- Stored items

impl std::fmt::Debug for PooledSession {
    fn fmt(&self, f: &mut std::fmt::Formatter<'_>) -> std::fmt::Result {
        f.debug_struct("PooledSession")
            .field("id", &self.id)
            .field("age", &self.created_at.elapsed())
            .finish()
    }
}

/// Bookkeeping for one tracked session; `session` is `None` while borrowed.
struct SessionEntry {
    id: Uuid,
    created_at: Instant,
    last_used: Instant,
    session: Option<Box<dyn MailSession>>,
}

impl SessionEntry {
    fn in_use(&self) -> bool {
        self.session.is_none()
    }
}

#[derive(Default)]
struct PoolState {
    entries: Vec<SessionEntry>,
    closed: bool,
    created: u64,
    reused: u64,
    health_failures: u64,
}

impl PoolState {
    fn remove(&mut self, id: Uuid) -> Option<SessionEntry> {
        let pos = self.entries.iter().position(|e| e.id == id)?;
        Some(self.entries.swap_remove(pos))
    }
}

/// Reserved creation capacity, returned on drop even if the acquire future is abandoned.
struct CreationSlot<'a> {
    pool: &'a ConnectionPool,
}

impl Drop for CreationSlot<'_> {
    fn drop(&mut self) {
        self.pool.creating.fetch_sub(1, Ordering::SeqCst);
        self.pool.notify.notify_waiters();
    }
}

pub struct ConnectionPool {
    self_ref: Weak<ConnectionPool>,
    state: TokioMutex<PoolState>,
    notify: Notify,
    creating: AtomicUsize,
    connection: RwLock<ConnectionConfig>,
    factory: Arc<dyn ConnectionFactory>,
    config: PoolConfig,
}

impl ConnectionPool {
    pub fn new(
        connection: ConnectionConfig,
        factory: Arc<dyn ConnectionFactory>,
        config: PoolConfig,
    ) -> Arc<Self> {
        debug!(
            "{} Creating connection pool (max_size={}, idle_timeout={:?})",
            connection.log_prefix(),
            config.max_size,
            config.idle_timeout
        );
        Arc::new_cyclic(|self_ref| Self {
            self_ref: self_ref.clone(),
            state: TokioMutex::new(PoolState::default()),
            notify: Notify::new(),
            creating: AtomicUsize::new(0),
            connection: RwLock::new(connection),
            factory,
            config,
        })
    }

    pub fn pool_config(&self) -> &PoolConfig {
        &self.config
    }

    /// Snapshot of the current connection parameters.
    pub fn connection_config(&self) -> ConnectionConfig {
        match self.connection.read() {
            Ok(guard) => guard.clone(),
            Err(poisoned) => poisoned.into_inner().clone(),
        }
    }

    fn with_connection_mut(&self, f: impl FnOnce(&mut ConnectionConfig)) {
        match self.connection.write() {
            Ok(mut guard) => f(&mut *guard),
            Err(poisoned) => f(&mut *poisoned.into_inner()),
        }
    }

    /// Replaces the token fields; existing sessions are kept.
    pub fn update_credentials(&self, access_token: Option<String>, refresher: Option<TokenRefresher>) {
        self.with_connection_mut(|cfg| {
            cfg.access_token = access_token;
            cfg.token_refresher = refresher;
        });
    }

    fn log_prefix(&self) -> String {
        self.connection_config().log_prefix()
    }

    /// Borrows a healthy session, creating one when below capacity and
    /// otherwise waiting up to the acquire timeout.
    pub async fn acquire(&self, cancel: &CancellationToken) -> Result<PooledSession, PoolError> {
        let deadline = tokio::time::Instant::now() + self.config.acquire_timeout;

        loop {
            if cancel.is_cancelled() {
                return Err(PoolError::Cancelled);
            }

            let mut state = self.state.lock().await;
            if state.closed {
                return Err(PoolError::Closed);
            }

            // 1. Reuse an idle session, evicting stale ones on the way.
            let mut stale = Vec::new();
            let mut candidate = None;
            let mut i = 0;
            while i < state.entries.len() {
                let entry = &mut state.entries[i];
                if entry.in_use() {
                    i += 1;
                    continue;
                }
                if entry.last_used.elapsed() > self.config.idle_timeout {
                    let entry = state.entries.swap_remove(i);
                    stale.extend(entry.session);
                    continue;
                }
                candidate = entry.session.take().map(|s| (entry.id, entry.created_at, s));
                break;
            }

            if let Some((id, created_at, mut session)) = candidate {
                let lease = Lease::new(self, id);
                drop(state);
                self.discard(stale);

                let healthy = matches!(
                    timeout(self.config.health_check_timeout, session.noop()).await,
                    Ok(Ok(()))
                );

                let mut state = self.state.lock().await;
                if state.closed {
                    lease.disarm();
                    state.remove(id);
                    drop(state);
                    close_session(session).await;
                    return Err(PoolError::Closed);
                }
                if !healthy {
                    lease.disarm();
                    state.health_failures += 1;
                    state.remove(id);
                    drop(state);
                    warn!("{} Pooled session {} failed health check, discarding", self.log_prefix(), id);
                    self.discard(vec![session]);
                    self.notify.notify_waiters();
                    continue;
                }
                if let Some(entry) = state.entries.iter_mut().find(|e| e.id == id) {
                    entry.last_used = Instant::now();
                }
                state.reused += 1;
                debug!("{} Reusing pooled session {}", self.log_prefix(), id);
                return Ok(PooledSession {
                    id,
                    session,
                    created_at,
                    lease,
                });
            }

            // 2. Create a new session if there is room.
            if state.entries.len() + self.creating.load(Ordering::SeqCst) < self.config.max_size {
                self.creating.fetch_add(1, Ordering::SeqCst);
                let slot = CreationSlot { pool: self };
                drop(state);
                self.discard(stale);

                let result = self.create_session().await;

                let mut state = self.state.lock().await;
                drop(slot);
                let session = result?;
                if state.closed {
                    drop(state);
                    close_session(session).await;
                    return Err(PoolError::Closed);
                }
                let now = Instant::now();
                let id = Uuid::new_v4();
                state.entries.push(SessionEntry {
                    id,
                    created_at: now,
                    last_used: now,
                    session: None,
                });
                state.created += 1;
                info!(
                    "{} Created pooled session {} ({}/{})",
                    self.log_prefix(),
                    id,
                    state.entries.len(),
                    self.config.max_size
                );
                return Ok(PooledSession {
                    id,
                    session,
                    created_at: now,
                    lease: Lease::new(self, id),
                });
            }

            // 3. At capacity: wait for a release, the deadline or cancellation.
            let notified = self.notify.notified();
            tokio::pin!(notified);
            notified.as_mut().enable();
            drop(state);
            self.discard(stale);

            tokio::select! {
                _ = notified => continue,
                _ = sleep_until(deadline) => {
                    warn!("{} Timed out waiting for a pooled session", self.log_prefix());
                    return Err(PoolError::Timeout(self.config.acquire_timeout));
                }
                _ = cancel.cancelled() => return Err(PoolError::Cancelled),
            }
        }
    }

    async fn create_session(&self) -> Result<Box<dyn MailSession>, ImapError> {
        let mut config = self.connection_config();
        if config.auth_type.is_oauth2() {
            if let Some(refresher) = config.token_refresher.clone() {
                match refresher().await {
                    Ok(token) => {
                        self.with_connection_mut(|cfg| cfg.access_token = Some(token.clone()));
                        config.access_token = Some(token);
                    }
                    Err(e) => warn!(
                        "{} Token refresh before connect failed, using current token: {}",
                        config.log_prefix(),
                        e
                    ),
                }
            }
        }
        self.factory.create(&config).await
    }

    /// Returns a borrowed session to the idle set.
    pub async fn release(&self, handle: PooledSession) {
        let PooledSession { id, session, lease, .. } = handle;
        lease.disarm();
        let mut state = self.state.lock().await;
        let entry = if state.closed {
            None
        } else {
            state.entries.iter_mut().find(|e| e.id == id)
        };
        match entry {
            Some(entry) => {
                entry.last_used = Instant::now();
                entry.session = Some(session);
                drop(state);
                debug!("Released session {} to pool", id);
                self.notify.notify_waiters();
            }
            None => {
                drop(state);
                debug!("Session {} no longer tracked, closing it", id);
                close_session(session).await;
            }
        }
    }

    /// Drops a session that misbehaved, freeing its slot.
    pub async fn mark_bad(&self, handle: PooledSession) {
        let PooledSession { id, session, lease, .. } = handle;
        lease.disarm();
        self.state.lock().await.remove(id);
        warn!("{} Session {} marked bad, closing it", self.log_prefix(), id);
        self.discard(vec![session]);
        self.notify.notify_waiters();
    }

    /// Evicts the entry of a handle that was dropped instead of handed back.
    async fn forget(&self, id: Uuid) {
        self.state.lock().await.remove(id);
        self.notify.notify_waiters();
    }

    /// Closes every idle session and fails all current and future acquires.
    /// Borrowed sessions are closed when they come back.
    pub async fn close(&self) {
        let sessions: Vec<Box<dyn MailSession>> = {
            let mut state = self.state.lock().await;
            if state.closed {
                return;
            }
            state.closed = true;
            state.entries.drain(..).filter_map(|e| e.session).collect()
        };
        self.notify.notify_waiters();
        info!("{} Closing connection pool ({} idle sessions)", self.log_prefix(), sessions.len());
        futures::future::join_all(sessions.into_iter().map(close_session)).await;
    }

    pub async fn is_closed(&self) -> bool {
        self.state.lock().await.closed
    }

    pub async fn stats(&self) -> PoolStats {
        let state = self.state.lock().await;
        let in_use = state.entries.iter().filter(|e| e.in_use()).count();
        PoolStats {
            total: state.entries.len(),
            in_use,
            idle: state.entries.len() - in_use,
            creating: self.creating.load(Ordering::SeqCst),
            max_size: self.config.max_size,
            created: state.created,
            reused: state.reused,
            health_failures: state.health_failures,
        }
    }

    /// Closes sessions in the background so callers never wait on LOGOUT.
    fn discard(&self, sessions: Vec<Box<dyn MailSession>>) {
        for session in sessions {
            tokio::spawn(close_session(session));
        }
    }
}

- Work request
Whenever "clone" occurs in a line of the entries, copy that line.

- Response area
            self_ref: self_ref.clone(),
            Ok(guard) => guard.clone(),
            Err(poisoned) => poisoned.into_inner().clone(),
            if let Some(refresher) = config.token_refresher.clone() {
                        self.with_connection_mut(|cfg| cfg.access_token = Some(token.clone()));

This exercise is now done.